## Exercise instructions
Count how many lines in the following data hold the word "that". Your answer is the number and nothing else.

--- START ---

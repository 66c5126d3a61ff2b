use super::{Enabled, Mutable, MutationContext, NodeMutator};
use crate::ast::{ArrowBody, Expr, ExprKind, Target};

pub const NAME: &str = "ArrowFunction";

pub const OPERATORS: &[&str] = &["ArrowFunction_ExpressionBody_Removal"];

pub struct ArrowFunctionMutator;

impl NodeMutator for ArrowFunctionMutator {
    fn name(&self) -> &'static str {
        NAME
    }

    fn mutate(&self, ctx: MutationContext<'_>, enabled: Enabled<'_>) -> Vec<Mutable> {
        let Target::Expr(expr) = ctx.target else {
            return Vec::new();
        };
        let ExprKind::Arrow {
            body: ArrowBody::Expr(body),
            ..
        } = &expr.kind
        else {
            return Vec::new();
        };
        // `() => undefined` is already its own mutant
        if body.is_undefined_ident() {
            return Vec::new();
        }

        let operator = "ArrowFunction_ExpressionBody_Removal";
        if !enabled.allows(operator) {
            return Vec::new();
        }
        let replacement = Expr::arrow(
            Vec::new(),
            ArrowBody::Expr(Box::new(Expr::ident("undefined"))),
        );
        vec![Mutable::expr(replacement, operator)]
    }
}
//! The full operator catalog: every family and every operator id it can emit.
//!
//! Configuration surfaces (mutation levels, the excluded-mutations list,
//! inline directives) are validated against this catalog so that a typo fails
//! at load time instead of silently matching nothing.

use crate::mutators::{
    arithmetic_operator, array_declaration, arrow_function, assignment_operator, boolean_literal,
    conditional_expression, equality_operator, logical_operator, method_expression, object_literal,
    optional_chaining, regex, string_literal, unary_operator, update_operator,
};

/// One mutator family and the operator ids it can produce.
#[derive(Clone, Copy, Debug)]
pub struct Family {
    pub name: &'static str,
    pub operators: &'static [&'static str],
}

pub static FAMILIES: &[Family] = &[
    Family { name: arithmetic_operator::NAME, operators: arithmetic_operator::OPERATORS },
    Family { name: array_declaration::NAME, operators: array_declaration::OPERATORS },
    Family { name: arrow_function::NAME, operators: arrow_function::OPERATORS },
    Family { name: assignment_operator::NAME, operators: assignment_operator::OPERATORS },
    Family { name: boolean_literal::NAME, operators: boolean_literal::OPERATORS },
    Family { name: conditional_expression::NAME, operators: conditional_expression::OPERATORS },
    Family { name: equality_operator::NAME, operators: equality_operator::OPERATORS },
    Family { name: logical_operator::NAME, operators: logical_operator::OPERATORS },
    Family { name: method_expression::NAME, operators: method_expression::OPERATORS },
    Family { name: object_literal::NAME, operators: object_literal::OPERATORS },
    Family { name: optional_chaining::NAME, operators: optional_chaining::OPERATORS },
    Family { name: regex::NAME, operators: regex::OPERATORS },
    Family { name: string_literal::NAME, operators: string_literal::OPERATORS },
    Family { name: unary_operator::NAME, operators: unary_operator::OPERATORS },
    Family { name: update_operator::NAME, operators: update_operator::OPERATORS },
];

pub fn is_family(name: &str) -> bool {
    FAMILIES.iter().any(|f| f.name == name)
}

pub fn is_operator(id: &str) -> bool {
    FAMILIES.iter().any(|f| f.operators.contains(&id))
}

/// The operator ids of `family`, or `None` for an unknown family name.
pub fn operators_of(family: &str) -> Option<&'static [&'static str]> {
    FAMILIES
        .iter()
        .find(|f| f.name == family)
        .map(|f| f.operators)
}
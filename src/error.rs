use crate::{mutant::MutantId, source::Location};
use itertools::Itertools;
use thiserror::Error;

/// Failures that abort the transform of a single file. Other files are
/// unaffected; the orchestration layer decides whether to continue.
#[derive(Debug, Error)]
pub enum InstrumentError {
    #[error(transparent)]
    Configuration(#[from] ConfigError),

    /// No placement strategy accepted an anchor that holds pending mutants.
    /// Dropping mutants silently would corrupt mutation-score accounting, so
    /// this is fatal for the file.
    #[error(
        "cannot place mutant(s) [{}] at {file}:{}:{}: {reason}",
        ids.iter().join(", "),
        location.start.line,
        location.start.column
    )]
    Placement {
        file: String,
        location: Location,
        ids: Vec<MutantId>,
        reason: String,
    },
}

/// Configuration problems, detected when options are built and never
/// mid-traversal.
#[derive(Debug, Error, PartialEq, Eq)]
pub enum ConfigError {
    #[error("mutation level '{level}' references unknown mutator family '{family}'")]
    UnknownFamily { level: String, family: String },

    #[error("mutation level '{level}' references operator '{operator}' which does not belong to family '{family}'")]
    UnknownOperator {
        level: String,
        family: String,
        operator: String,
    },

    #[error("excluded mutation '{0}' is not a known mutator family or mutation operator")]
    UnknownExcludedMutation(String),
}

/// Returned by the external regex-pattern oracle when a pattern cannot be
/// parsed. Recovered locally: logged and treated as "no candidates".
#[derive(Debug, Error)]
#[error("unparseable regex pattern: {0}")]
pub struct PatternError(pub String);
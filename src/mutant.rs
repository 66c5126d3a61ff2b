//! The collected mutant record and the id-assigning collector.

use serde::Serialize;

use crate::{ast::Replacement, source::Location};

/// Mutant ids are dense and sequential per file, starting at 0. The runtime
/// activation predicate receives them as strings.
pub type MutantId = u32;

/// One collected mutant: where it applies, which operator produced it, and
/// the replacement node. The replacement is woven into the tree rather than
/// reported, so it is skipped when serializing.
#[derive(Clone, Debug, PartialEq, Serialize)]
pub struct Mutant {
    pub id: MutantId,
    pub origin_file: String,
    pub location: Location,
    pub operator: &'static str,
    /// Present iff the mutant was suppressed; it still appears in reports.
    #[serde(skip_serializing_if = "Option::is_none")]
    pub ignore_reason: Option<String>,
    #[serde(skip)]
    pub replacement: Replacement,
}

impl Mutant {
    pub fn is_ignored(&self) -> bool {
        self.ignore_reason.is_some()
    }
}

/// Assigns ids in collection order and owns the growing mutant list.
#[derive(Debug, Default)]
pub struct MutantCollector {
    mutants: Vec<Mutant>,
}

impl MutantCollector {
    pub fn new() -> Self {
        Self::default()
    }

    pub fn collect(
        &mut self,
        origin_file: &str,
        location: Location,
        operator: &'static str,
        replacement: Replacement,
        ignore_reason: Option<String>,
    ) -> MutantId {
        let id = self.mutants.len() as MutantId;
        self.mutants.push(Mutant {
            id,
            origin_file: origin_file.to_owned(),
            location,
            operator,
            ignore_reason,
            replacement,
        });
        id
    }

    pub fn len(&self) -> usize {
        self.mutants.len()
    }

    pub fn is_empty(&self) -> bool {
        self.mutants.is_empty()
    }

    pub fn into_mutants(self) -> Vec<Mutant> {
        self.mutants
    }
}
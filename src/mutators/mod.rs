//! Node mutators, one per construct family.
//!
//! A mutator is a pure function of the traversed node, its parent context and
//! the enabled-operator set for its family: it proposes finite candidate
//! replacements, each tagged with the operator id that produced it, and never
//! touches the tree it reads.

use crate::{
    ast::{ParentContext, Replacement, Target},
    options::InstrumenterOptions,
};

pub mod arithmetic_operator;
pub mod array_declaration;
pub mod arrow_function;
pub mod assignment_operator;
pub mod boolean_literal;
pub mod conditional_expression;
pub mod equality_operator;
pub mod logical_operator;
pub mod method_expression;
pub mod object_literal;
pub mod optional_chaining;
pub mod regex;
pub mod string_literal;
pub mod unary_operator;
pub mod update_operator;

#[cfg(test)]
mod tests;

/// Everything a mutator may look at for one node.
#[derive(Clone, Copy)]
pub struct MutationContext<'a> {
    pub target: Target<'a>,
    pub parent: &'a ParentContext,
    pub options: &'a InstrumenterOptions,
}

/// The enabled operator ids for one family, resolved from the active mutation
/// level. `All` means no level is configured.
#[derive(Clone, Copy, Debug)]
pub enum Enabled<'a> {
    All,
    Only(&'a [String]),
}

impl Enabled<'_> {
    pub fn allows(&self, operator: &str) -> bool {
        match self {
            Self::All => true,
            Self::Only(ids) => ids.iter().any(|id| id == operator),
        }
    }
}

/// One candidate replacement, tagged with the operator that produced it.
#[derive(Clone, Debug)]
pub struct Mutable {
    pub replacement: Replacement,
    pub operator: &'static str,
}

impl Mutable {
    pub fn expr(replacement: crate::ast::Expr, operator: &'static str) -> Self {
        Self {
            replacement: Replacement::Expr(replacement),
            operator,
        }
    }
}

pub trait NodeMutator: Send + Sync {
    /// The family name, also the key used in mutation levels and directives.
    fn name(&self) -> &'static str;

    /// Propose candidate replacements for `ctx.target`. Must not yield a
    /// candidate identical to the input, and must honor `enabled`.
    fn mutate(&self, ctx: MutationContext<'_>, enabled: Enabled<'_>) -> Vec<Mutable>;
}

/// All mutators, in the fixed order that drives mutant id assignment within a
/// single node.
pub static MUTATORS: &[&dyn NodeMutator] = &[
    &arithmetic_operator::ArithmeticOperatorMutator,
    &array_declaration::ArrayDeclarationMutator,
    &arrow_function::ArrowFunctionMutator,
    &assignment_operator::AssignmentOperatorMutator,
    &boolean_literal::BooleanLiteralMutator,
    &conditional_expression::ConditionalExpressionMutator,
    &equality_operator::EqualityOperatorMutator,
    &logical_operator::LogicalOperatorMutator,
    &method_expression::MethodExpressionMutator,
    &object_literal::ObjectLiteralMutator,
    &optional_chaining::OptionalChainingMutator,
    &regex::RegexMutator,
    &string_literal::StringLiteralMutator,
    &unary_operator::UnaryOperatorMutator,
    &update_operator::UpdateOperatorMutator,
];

--- END ---

## The completed task
6